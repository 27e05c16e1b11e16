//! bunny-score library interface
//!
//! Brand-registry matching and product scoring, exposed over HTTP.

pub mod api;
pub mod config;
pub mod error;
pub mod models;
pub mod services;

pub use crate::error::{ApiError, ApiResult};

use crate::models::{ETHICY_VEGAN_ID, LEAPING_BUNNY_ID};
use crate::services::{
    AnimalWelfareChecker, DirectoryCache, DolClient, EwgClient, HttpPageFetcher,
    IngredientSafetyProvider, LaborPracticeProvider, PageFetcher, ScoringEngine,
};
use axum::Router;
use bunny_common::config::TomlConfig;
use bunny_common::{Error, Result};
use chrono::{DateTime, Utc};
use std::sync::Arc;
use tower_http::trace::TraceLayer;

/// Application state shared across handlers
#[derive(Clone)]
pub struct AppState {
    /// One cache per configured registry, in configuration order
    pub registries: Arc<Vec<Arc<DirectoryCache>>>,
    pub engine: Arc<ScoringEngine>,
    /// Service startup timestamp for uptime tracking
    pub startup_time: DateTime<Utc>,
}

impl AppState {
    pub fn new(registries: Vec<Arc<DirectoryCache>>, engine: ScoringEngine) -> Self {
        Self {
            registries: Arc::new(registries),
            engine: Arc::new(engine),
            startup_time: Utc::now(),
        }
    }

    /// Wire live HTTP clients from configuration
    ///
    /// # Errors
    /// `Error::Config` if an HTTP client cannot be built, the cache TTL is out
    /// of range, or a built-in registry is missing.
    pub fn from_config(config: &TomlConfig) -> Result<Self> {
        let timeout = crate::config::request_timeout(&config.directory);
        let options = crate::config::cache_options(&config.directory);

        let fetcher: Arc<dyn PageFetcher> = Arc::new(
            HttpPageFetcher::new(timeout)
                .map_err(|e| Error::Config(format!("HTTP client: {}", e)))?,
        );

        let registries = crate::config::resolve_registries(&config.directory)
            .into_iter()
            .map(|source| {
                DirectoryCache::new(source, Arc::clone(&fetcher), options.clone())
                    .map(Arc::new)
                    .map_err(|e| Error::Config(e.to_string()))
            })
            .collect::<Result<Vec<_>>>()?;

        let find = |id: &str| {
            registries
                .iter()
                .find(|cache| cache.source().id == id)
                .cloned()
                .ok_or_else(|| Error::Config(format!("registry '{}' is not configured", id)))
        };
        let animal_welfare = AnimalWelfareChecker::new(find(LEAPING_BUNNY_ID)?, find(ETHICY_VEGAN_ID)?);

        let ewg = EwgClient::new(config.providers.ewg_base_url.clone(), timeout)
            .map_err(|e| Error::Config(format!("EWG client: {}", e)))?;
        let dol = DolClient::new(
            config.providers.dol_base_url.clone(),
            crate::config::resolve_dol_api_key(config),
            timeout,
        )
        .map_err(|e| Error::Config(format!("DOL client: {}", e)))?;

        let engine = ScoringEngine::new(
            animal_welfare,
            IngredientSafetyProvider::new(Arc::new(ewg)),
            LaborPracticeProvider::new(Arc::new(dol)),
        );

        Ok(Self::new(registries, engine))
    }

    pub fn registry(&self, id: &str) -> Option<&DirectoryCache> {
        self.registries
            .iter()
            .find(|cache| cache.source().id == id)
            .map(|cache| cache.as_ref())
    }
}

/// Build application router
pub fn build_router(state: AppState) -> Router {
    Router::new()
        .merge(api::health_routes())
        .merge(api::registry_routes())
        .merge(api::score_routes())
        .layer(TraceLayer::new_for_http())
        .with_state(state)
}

• • • • •

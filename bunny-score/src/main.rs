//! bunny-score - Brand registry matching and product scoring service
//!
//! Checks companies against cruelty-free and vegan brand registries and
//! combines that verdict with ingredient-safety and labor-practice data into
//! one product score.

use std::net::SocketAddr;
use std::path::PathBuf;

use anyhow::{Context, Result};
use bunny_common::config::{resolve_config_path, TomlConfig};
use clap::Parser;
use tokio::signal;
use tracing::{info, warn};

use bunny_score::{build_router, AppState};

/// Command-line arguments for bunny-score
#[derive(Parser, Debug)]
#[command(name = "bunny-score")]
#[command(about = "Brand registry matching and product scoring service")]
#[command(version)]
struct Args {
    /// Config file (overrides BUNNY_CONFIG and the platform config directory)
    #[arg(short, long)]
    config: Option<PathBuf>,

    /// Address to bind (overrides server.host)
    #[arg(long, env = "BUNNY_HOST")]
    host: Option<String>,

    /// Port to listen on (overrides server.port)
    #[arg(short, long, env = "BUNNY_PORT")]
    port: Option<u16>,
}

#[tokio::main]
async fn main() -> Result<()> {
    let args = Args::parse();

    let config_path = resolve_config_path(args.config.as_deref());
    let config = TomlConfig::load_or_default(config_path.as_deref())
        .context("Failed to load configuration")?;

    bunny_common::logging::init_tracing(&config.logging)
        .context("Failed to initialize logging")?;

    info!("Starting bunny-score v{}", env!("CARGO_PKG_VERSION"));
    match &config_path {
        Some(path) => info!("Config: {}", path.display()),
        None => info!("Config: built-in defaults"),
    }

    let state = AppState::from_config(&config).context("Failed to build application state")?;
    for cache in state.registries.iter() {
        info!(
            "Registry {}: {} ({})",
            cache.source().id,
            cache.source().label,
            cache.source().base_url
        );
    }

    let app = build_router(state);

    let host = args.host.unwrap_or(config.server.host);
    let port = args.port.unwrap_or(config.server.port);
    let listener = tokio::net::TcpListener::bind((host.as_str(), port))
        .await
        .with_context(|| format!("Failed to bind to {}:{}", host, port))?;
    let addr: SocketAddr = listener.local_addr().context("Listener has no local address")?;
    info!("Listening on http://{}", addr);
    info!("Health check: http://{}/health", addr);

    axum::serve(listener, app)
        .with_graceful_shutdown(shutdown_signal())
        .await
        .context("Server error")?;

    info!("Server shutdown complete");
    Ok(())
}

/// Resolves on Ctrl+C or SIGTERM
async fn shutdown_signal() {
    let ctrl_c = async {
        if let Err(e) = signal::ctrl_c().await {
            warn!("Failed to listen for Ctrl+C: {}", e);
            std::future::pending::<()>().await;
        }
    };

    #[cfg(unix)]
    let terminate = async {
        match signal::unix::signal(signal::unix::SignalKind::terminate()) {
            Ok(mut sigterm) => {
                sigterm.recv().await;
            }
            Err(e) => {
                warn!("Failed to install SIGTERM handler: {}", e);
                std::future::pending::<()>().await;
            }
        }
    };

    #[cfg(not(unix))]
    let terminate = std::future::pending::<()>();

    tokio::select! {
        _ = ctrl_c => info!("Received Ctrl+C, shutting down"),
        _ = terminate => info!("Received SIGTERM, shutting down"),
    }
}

• • • • •

- [EXERCISE] Scan the listing for the word "SocketAddr". Copy every line in which it appears.

- [EXERCISE OUTPUT]
use std::net::SocketAddr;
    let addr: SocketAddr = listener.local_addr().context("Listener has no local address")?;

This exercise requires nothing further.